To explore a new method for bio-regeneration of high-protein brewery spent diatomite, an ammonifying bacteria (BSD1) was screened out from it and identified as Lysinibacillus fusiformis. The protein degradation characteristics of BSD1 was studied with rice protein as the sole nitrogen source. Maximum protein degradation activity was obtained when BSD1 was inoculated with an inoculum of 5% into a medium with glucose as carbon source and initial pH value of 7.0 and incubated at 30°C for 48 h. In this optimal condition, protein concentration decreased from 156.8 mg/L to 19.2 mg/L, and protein degradation efficiency of BSD1 reached 88%. Free amino acid analysis showed that the content of Phe, Tyr, Pro, Ala, Lys, Thr and His increased in protein degradation process.
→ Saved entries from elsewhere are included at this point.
//! Per-event measurements of the ingress.

use std::{sync::Arc, time::Duration};

use axum::http::StatusCode;
use sha2::{Digest, Sha256};
use uuid::Uuid;

use crate::controller::exporter::{Sample, SampleValue};
use crate::controller::MetricsExporterController;

pub const EVENT_COUNT: &str = "event_count";
pub const EVENT_DISPATCH_LATENCIES: &str = "event_dispatch_latencies";

/// Longest name accepted as a Kubernetes object name or label value.
const MAX_NAME_LENGTH: usize = 63;
/// Hex digits of the digest that stands in for the cut part of a long name.
const DIGEST_LENGTH: usize = 32;

/// Records event counts and dispatch latencies into the active metrics exporter.
pub struct StatsReporter {
    container_name: String,
    unique_name: String,
    metrics: Arc<MetricsExporterController>,
}

impl StatsReporter {
    pub fn new(
        container_name: impl Into<String>,
        pod_name: &str,
        metrics: Arc<MetricsExporterController>,
    ) -> Self {
        Self {
            container_name: container_name.into(),
            unique_name: child_name(pod_name, &Uuid::new_v4().to_string()),
            metrics,
        }
    }

    /// Name distinguishing this process from other replicas.
    pub fn unique_name(&self) -> &str {
        &self.unique_name
    }

    pub fn report_event(
        &self,
        namespace: &str,
        broker: &str,
        status: StatusCode,
        latency: Duration,
    ) {
        let labels = vec![
            ("namespace_name".to_owned(), namespace.to_owned()),
            ("broker_name".to_owned(), broker.to_owned()),
            ("response_code".to_owned(), status.as_str().to_owned()),
            ("response_code_class".to_owned(), code_class(status)),
            ("container_name".to_owned(), self.container_name.clone()),
            ("unique_name".to_owned(), self.unique_name.clone()),
        ];

        self.metrics.record(&Sample {
            name: EVENT_COUNT.to_owned(),
            labels: labels.clone(),
            value: SampleValue::Counter(1),
        });
        self.metrics.record(&Sample {
            name: EVENT_DISPATCH_LATENCIES.to_owned(),
            labels,
            value: SampleValue::Histogram(latency.as_secs_f64() * 1000.0),
        });
    }
}

fn code_class(status: StatusCode) -> String {
    format!("{}xx", status.as_u16() / 100)
}

/// Appends `suffix` to `parent`.
///
/// When the result would not fit in [`MAX_NAME_LENGTH`], the tail of `parent` is replaced
/// by a digest of it. If even that leaves no room, the digest covers `suffix` as well.
fn child_name(parent: &str, suffix: &str) -> String {
    if parent.len() + suffix.len() <= MAX_NAME_LENGTH {
        return format!("{parent}{suffix}");
    }

    let head = MAX_NAME_LENGTH - DIGEST_LENGTH;
    if suffix.len() >= head {
        let whole = format!("{parent}{suffix}");
        return format!("{}{}", prefix(parent, head), digest(&whole));
    }
    format!(
        "{}{}{suffix}",
        prefix(parent, head - suffix.len()),
        digest(parent)
    )
}

fn prefix(name: &str, len: usize) -> String {
    name.chars().take(len).collect()
}

fn digest(input: &str) -> String {
    hex::encode(&Sha256::digest(input.as_bytes())[..DIGEST_LENGTH / 2])
}
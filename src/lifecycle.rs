//! Startup ordering, serving and shutdown of the process.

use std::{fmt, io, sync::Arc, time::Duration};

use tokio::signal::unix::{signal, SignalKind};
use tokio::sync::watch;
use tokio_util::sync::CancellationToken;
use tokio_util::task::TaskTracker;

use crate::controller::{MetricsExporterController, TracePublisherController};
use crate::informer::{InformerCoordinator, SyncError};
use crate::ingress::IngressHandler;
use crate::watcher::{ConfigBackend, ConfigSourceWatcher, WatchError};

/// Time background tasks get to exit once shutdown begins.
pub const DEFAULT_GRACE_PERIOD: Duration = Duration::from_secs(5);

/// Phase of the process. Phases are only ever entered in declaration order.
#[derive(Debug, Clone, Copy, PartialEq, Eq, PartialOrd, Ord)]
pub enum State {
    Initializing,
    ConfigWatchersStarting,
    InformersSyncing,
    Serving,
    ShuttingDown,
    Stopped,
}

impl fmt::Display for State {
    fn fmt(&self, f: &mut fmt::Formatter<'_>) -> fmt::Result {
        f.write_str(match self {
            Self::Initializing => "initializing",
            Self::ConfigWatchersStarting => "starting config watchers",
            Self::InformersSyncing => "syncing informers",
            Self::Serving => "serving",
            Self::ShuttingDown => "shutting down",
            Self::Stopped => "stopped",
        })
    }
}

/// Everything [`LifecycleController::run`] drives.
pub struct Components<B, H> {
    pub watcher: ConfigSourceWatcher<B>,
    pub informers: InformerCoordinator,
    pub ingress: H,
    pub metrics: Arc<MetricsExporterController>,
    pub tracing: Arc<TracePublisherController>,
}

/// Owner of the process-wide cancellation token.
///
/// `main` creates exactly one; [`run`](Self::run) consumes it.
pub struct LifecycleController {
    cancel: CancellationToken,
    tasks: TaskTracker,
    state: watch::Sender<State>,
    grace_period: Duration,
}

impl Default for LifecycleController {
    fn default() -> Self {
        Self::new()
    }
}

impl LifecycleController {
    pub fn new() -> Self {
        let (state, _) = watch::channel(State::Initializing);
        Self {
            cancel: CancellationToken::new(),
            tasks: TaskTracker::new(),
            state,
            grace_period: DEFAULT_GRACE_PERIOD,
        }
    }

    #[must_use]
    pub fn with_grace_period(mut self, grace_period: Duration) -> Self {
        self.grace_period = grace_period;
        self
    }

    /// The token that starts shutdown when cancelled.
    pub fn cancel_token(&self) -> CancellationToken {
        self.cancel.clone()
    }

    pub fn state(&self) -> State {
        *self.state.borrow()
    }

    /// Receiver observing every state transition.
    pub fn subscribe(&self) -> watch::Receiver<State> {
        self.state.subscribe()
    }

    /// Cancels on SIGINT or SIGTERM.
    pub fn listen_for_signals(&self) -> io::Result<()> {
        let mut terminate = signal(SignalKind::terminate())?;
        let mut interrupt = signal(SignalKind::interrupt())?;
        let cancel = self.cancel.clone();

        tokio::spawn(async move {
            loop {
                let name = tokio::select! {
                    Some(()) = terminate.recv() => "SIGTERM",
                    Some(()) = interrupt.recv() => "SIGINT",
                    else => break,
                };
                if cancel.is_cancelled() {
                    log::warn!("Received {name} while already shutting down");
                } else {
                    log::info!("Received {name}, shutting down");
                    cancel.cancel();
                }
            }
        });
        Ok(())
    }

    fn enter(&self, state: State) {
        let previous = self.state.send_replace(state);
        log::info!("Lifecycle: {previous} -> {state}");
    }

    /// Starts the components in order, serves until cancelled, then shuts everything down.
    ///
    /// Telemetry is flushed and the state reaches [`State::Stopped`]
    /// whether or not startup succeeded.
    pub async fn run<B, H>(self, components: Components<B, H>) -> Result<(), LifecycleError>
    where
        B: ConfigBackend,
        H: IngressHandler,
    {
        let Components {
            mut watcher,
            mut informers,
            ingress,
            metrics,
            tracing,
        } = components;

        self.enter(State::ConfigWatchersStarting);
        match watcher.start(&self.cancel, &self.tasks).await {
            Ok(()) => {}
            Err(WatchError::Cancelled) => {
                log::info!("Cancelled while starting configuration watchers");
                self.shut_down(&metrics, &tracing).await;
                return Ok(());
            }
            Err(err) => log::warn!("Continuing with default configuration: {err}"),
        }

        self.enter(State::InformersSyncing);
        let result = match informers.start_all(&self.cancel, &self.tasks).await {
            Ok(()) => {
                self.enter(State::Serving);
                self.serve(&ingress).await;
                Ok(())
            }
            Err(SyncError::Cancelled) => {
                log::info!("Cancelled before informers synced");
                Ok(())
            }
            Err(err) => Err(LifecycleError::Sync(err)),
        };

        self.shut_down(&metrics, &tracing).await;
        result
    }

    async fn serve<H: IngressHandler>(&self, ingress: &H) {
        let serve = ingress.start(self.cancel.clone());
        tokio::pin!(serve);

        let outcome = tokio::select! {
            outcome = &mut serve => Some(outcome),
            () = self.cancel.cancelled() => {
                tokio::time::timeout(self.grace_period, &mut serve).await.ok()
            }
        };
        match outcome {
            Some(Ok(())) => log::info!("Ingress stopped"),
            Some(Err(err)) => log::error!("Ingress failed: {err}"),
            None => log::error!("Ingress did not stop within {:?}", self.grace_period),
        }
    }

    async fn shut_down(
        &self,
        metrics: &MetricsExporterController,
        tracing: &TracePublisherController,
    ) {
        self.enter(State::ShuttingDown);
        self.cancel.cancel();
        self.tasks.close();
        if tokio::time::timeout(self.grace_period, self.tasks.wait()).await.is_err() {
            log::error!(
                "{} background tasks still running after {:?}",
                self.tasks.len(),
                self.grace_period
            );
        }

        let flush = async {
            tokio::join!(metrics.shutdown(), tracing.shutdown());
        };
        if tokio::time::timeout(self.grace_period, flush).await.is_err() {
            log::error!("Telemetry not flushed within {:?}", self.grace_period);
        }
        log::logger().flush();

        self.enter(State::Stopped);
    }
}

/// A failure that ends the process with a non-zero exit code.
#[derive(Debug, thiserror::Error)]
pub enum LifecycleError {
    #[error("informers failed to sync: {0}")]
    Sync(#[from] SyncError),
}
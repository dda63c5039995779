//! Resolution of the credentials used to reach the apiserver.

use std::path::PathBuf;

use kube_client::config::{KubeConfigOptions, Kubeconfig};
use kube_client::{Client, Config};

/// Where to find the apiserver and the credentials to talk to it.
///
/// With neither field set, the in-cluster service account (or the default kubeconfig) is used.
#[derive(Debug, Clone, Default)]
pub struct ClusterConfig {
    /// Overrides the apiserver URL found in the kubeconfig.
    pub master_url: Option<String>,
    /// Path to a kubeconfig file.
    pub kubeconfig: Option<PathBuf>,
}

impl ClusterConfig {
    /// Resolves the client configuration.
    pub async fn resolve(&self) -> Result<Config, ClusterError> {
        let mut config = match &self.kubeconfig {
            Some(path) => {
                let kubeconfig =
                    Kubeconfig::read_from(path).map_err(|err| ClusterError::Kubeconfig {
                    path: path.clone(),
                    reason: err.to_string(),
                })?;
                Config::from_custom_kubeconfig(kubeconfig, &KubeConfigOptions::default())
                    .await
                    .map_err(|err| ClusterError::Kubeconfig {
                        path: path.clone(),
                        reason: err.to_string(),
                    })?
            }
            None => Config::infer()
                .await
                .map_err(|err| ClusterError::Infer(err.to_string()))?,
        };

        if let Some(master) = &self.master_url {
            config.cluster_url = master.parse().map_err(|err| ClusterError::MasterUrl {
                url: master.clone(),
                reason: format!("{err}"),
            })?;
        }

        log::debug!("Resolved apiserver at {}", config.cluster_url);
        Ok(config)
    }

    /// Resolves the configuration and builds a client from it.
    pub async fn client(&self) -> Result<Client, ClusterError> {
        let config = self.resolve().await?;
        Client::try_from(config).map_err(ClusterError::Client)
    }
}

/// The error type returned by [`ClusterConfig::client`].
#[derive(Debug, thiserror::Error)]
pub enum ClusterError {
    #[error("cannot load kubeconfig {path:?}: {reason}")]
    Kubeconfig { path: PathBuf, reason: String },
    #[error("cannot infer cluster configuration: {0}")]
    Infer(String),
    #[error("invalid master URL {url:?}: {reason}")]
    MasterUrl { url: String, reason: String },
    #[error("cannot build cluster client: {0}")]
    Client(#[source] kube_client::Error),
}

#[cfg(test)]
mod tests {
    use super::*;

    #[tokio::test]
    async fn missing_kubeconfig_is_fatal() {
        let config = ClusterConfig {
            master_url: None,
            kubeconfig: Some(PathBuf::from("/nonexistent/kubeconfig")),
        };

        let err = config.resolve().await.unwrap_err();
        assert!(matches!(err, ClusterError::Kubeconfig { .. }));
    }
}
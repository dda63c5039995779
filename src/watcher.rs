//! Watches named configuration objects and notifies subscribers of every change.
//!
//! Each watched source gets one background loop. The loop invokes the callbacks of its source
//! one at a time, in the order the backend reports changes, so a callback is never reentered and
//! never sees an older value after a newer one.

use std::{collections::BTreeMap, fmt, future::Future, sync::Arc, time::Duration};

use futures::stream::BoxStream;
use futures::{future, StreamExt};
use tokio_util::sync::CancellationToken;
use tokio_util::task::TaskTracker;

pub mod backend;
pub use backend::KubeBackend;

/// How long [`ConfigSourceWatcher::start`] waits for the backend to answer its initial probe.
pub const DEFAULT_PROBE_TIMEOUT: Duration = Duration::from_secs(10);

/// The observed state of a configuration object.
#[derive(Debug, Clone, PartialEq, Eq, Default)]
pub struct ConfigSnapshot {
    /// Name of the object.
    pub name: String,
    /// Opaque version token, changes whenever the object changes.
    pub version: String,
    /// Key-value payload of the object.
    pub data: BTreeMap<String, String>,
}

impl ConfigSnapshot {
    pub fn new(
        name: impl Into<String>,
        version: impl Into<String>,
        data: impl IntoIterator<Item = (impl Into<String>, impl Into<String>)>,
    ) -> Self {
        Self {
            name: name.into(),
            version: version.into(),
            data: data.into_iter().map(|(k, v)| (k.into(), v.into())).collect(),
        }
    }

    pub fn get(&self, key: &str) -> Option<&str> {
        self.data.get(key).map(String::as_str)
    }
}

/// A change reported by a [`ConfigBackend`] for one source.
#[derive(Debug, Clone, PartialEq, Eq)]
pub enum SourceEvent {
    /// The object was created or modified.
    Applied(ConfigSnapshot),
    /// The object does not exist (anymore).
    Deleted,
}

/// Storage holding the configuration objects.
pub trait ConfigBackend: Send + Sync + 'static {
    type Error: fmt::Display + Send + 'static;

    /// Fetches the current value of a source, `None` if it does not exist.
    fn get(
        &self,
        name: &str,
    ) -> impl Future<Output = Result<Option<ConfigSnapshot>, Self::Error>> + Send;

    /// Streams every change of a source, starting with its current state.
    ///
    /// Transient errors are yielded as items and the stream carries on.
    fn subscribe(&self, name: &str) -> BoxStream<'static, Result<SourceEvent, Self::Error>>;
}

/// Callback invoked with the latest value of a source.
pub type Callback = Arc<dyn Fn(&ConfigSnapshot) + Send + Sync>;

#[derive(Default)]
struct Source {
    default: Option<ConfigSnapshot>,
    callbacks: Vec<Callback>,
}

/// Dispatches changes of watched configuration sources to their subscribers.
pub struct ConfigSourceWatcher<B> {
    backend: Arc<B>,
    sources: BTreeMap<String, Source>,
    probe_timeout: Duration,
    started: bool,
}

impl<B: ConfigBackend> ConfigSourceWatcher<B> {
    pub fn new(backend: B) -> Self {
        Self {
            backend: Arc::new(backend),
            sources: BTreeMap::new(),
            probe_timeout: DEFAULT_PROBE_TIMEOUT,
            started: false,
        }
    }

    #[must_use]
    pub fn with_probe_timeout(mut self, probe_timeout: Duration) -> Self {
        self.probe_timeout = probe_timeout;
        self
    }

    /// Registers `callback` for changes of the source `name`.
    pub fn watch(
        &mut self,
        name: impl Into<String>,
        callback: impl Fn(&ConfigSnapshot) + Send + Sync + 'static,
    ) {
        self.sources
            .entry(name.into())
            .or_default()
            .callbacks
            .push(Arc::new(callback));
    }

    /// Like [`watch`](Self::watch), but delivers `default` whenever the source does not exist.
    pub fn watch_with_default(
        &mut self,
        default: ConfigSnapshot,
        callback: impl Fn(&ConfigSnapshot) + Send + Sync + 'static,
    ) {
        let source = self.sources.entry(default.name.clone()).or_default();
        source.default = Some(default);
        source.callbacks.push(Arc::new(callback));
    }

    /// Names of the watched sources.
    pub fn sources(&self) -> impl Iterator<Item = &str> {
        self.sources.keys().map(String::as_str)
    }

    /// Spawns one loop per watched source onto `tasks` and probes the backend once.
    ///
    /// Returns as soon as the probe completes, times out, or `cancel` fires.
    /// An error means the backend could not be reached in time or a source without default
    /// is missing; the loops keep running and retrying regardless.
    pub async fn start(
        &mut self,
        cancel: &CancellationToken,
        tasks: &TaskTracker,
    ) -> Result<(), WatchError> {
        if self.started {
            return Err(WatchError::AlreadyStarted);
        }
        self.started = true;

        for (name, source) in &self.sources {
            let events = self.backend.subscribe(name);
            tasks.spawn(run_source(
                name.clone(),
                events,
                source.default.clone(),
                source.callbacks.clone(),
                cancel.clone(),
            ));
        }

        let probes = self.sources.iter().map(|(name, source)| {
            let backend = Arc::clone(&self.backend);
            async move {
                match backend.get(name).await {
                    Ok(Some(_)) => Ok(None),
                    Ok(None) if source.default.is_some() => Ok(None),
                    Ok(None) => Ok(Some(name.clone())),
                    Err(err) => Err(WatchError::Connect {
                        source_name: name.clone(),
                        reason: err.to_string(),
                    }),
                }
            }
        });
        let probes = tokio::time::timeout(self.probe_timeout, future::try_join_all(probes));
        let probed = tokio::select! {
            biased;
            () = cancel.cancelled() => return Err(WatchError::Cancelled),
            probed = probes => probed,
        };
        let missing: Vec<String> = probed
            .map_err(|_| WatchError::Timeout(self.probe_timeout))??
            .into_iter()
            .flatten()
            .collect();
        if !missing.is_empty() {
            return Err(WatchError::Missing(missing));
        }

        log::info!("Watching {} configuration sources", self.sources.len());
        Ok(())
    }
}

async fn run_source<E: fmt::Display + Send>(
    name: String,
    mut events: BoxStream<'static, Result<SourceEvent, E>>,
    default: Option<ConfigSnapshot>,
    callbacks: Vec<Callback>,
    cancel: CancellationToken,
) {
    let mut last_version: Option<String> = None;

    loop {
        let event = tokio::select! {
            biased;
            () = cancel.cancelled() => break,
            event = events.next() => event,
        };

        let snapshot = match event {
            None => {
                log::warn!("Configuration stream for {name} ended");
                break;
            }
            Some(Err(err)) => {
                log::warn!("Failed to watch configuration {name}, retrying: {err}");
                continue;
            }
            Some(Ok(SourceEvent::Applied(snapshot))) => snapshot,
            Some(Ok(SourceEvent::Deleted)) => match &default {
                Some(default) => default.clone(),
                None => {
                    log::warn!("Configuration {name} is absent, keeping the current value");
                    continue;
                }
            },
        };

        // relists replay the current object
        if last_version.as_deref() == Some(snapshot.version.as_str()) {
            continue;
        }
        last_version = Some(snapshot.version.clone());

        log::debug!("Configuration {name} changed to version {:?}", snapshot.version);
        for callback in &callbacks {
            callback(&snapshot);
        }
    }

    log::debug!("Stopped watching configuration {name}");
}

/// The error type returned by [`ConfigSourceWatcher::start`].
#[derive(Debug, thiserror::Error)]
pub enum WatchError {
    #[error("watcher already started")]
    AlreadyStarted,
    #[error("cancelled while probing the configuration backend")]
    Cancelled,
    #[error("configuration backend did not answer within {0:?}")]
    Timeout(Duration),
    #[error("cannot reach configuration backend for {source_name}: {reason}")]
    Connect { source_name: String, reason: String },
    #[error("configuration objects not found: {}", .0.join(", "))]
    Missing(Vec<String>),
}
After degradation, NH4 + N concentration producing in medium supernatant reached 232.2 mg/L. These results indicated the strain BSD1 could transform proteins into free amino acids and eventually convert them to ammonium or ammonia. Furthermore, strain BSD1 could also be used for deproteinization of brewery spent diatomite and 51% of proteins in spent diatomite were degraded. After biological deproteinization the specific surface area and total pore volume of diatomite improved obviously. These results illustrated that the application of strain BSD1 for bio-regeneration of high-protein brewery spent diatomite was efficient and feasible.